Together these individual leaves form the complete map. The book, however,
functions at the reader's discretion.
Riflemaker exhibition catalogue, 2005. Click the catalogue to see inside.
However, Shovlin did not stop there, for the original books listed ten forthcoming titles which had not been published, and this led him to wonder how their covers
would have looked. To find out he created a 'Fontana Colour Chart' and a scoring system that, like his paintings, was deliberately flawed. By applying
this system to the published books Shovlin was able to 'deduce' the ten 'lost' covers which he also painted, thereby completing the series.
Shovlin's set of ten lost covers, 2003-05. Watercolour and ink on paper, 28 x 19 cm.
Shovlin's interlocutor Martin Holman likened the method to filling in the spaces reserved for undiscovered elements in the periodic table, though by the
artist's own admission the method was 'without any debt to objectivity', which may explain why Freud scored 632 while Popper
got the wooden spoon with a paltry 125.
Jamie Shovlin, Fontana Colour Wheel, 2004-05. Giclée print, 60 x 60 cm. Edition of 5.
Unlike his paintings of the published books, the ten lost covers all have titles, as do the paintings. The inference appears to be that if the absence of titles
empties books of their content then non-existent books have no content and can thus retain their titles. However, appearances can be deceptive and this
interpretation may be flawed.
Given the flaws in Shovlin's project and Fontana's original series (eleven covers in the first set of ten, nine
in the second set, eight in the third) it is interesting to note that the set of ten lost covers omits four forthcoming titles which were also not published. So did
Shovlin overlook these, or was it a further deliberate flaw?
The 'lost' lost covers
Perhaps the answer may be found in Shovlin's Various Arrangements, an exhibition of seventeen new Fontana Modern Masters paintings at Haunch of
Venison, London, in April-May 2012.
Jamie Shovlin, Various Arrangements, 2011-12 (five of seventeen are shown). Acrylic and pencil on canvas, 210 x 130 cm.
For these large canvases Shovlin used a new 'Acrylic Variations Colour Wheel' and a similar scoring system to his drippy watercolours of 2003-05.
Jamie Shovlin, Fontana Modern Masters (Acrylic Variations Colour Wheel), 2011-12. Giclée print, 136 x 136 cm. Edition of 5.
The paintings are new versions of Shovlin's ten lost covers plus Benjamin, Matisse and the titles that were published after Adorno,
but Erikson is missing and there is still no Ho. The absence of Adorno is intriguing too, since a black and white image of it as a drippy,
titled watercolour appears in the exhibition catalogue.
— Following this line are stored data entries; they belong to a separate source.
//! Logging subscriber initialisation.

use thiserror::Error;
use tracing_subscriber::{
    EnvFilter, Registry,
    layer::{Layer, SubscriberExt},
    util::{SubscriberInitExt, TryInitError},
};

use crate::config::{LogFormat, LoggingConfig};

/// Errors raised while installing the subscriber.
#[derive(Debug, Error)]
pub(crate) enum ObservabilityError {
    /// A global subscriber is already installed.
    #[error("failed to initialise tracing subscriber: {0}")]
    Subscriber(#[from] TryInitError),
}

pub(crate) fn init_subscriber(config: &LoggingConfig) -> Result<(), ObservabilityError> {
    match config.log_format {
        LogFormat::Compact => init_with_layer(
            config,
            tracing_subscriber::fmt::layer()
                .compact()
                .with_target(true)
                .with_writer(std::io::stderr),
        ),
        LogFormat::Json => init_with_layer(
            config,
            tracing_subscriber::fmt::layer()
                .json()
                .with_current_span(true)
                .with_target(true)
                .with_writer(std::io::stderr),
        ),
    }
}

fn build_env_filter(config: &LoggingConfig) -> EnvFilter {
    EnvFilter::try_new(format!(
        "{},hyper=warn,hyper_util=warn,reqwest=warn,rustls=warn",
        config.log_level
    ))
    .unwrap_or_else(|_| EnvFilter::new("warn"))
}

fn init_with_layer<L>(config: &LoggingConfig, fmt_layer: L) -> Result<(), ObservabilityError>
where
    L: Layer<Registry> + Send + Sync + 'static,
{
    tracing_subscriber::registry()
        .with(fmt_layer)
        .with(build_env_filter(config))
        .try_init()?;

    Ok(())
}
This suggests Shovlin painted an eleventh lost cover some time after his Riflemaker show, although Adorno was of course not 'lost' but
'last' (with a James Lowe cover in 1984) and the catalogue makes no reference to the painting. So does it exist?
Jamie Shovlin, Various Arrangements, 2011-12 (five of thirty-four are shown). Watercolour and ink on paper, 35 x 24 cm.
Perhaps the most that may be said is it that Shovlin's Modern Masters raise more questions than they answer, which presumably is just what the artist intended.